*** SUPPLIED RECORDS ***

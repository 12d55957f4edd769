//! Loss function trait

use crate::Tensor;

/// Trait for loss functions
pub trait LossFn {
    /// Compute loss given predictions and targets
    ///
    /// Returns a scalar loss value and sets up gradients for backpropagation
    fn forward(&self, predictions: &Tensor, targets: &Tensor) -> Tensor;

    /// Name of the loss function
    fn name(&self) -> &str;
}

*** End of SUPPLIED RECORDS ***

## TASK STATEMENT:
Search the data above for the word "predictions", then gather each line in which it appears.

## RESPONSE TO THIS TASK:
    /// Compute loss given predictions and targets
    fn forward(&self, predictions: &Tensor, targets: &Tensor) -> Tensor;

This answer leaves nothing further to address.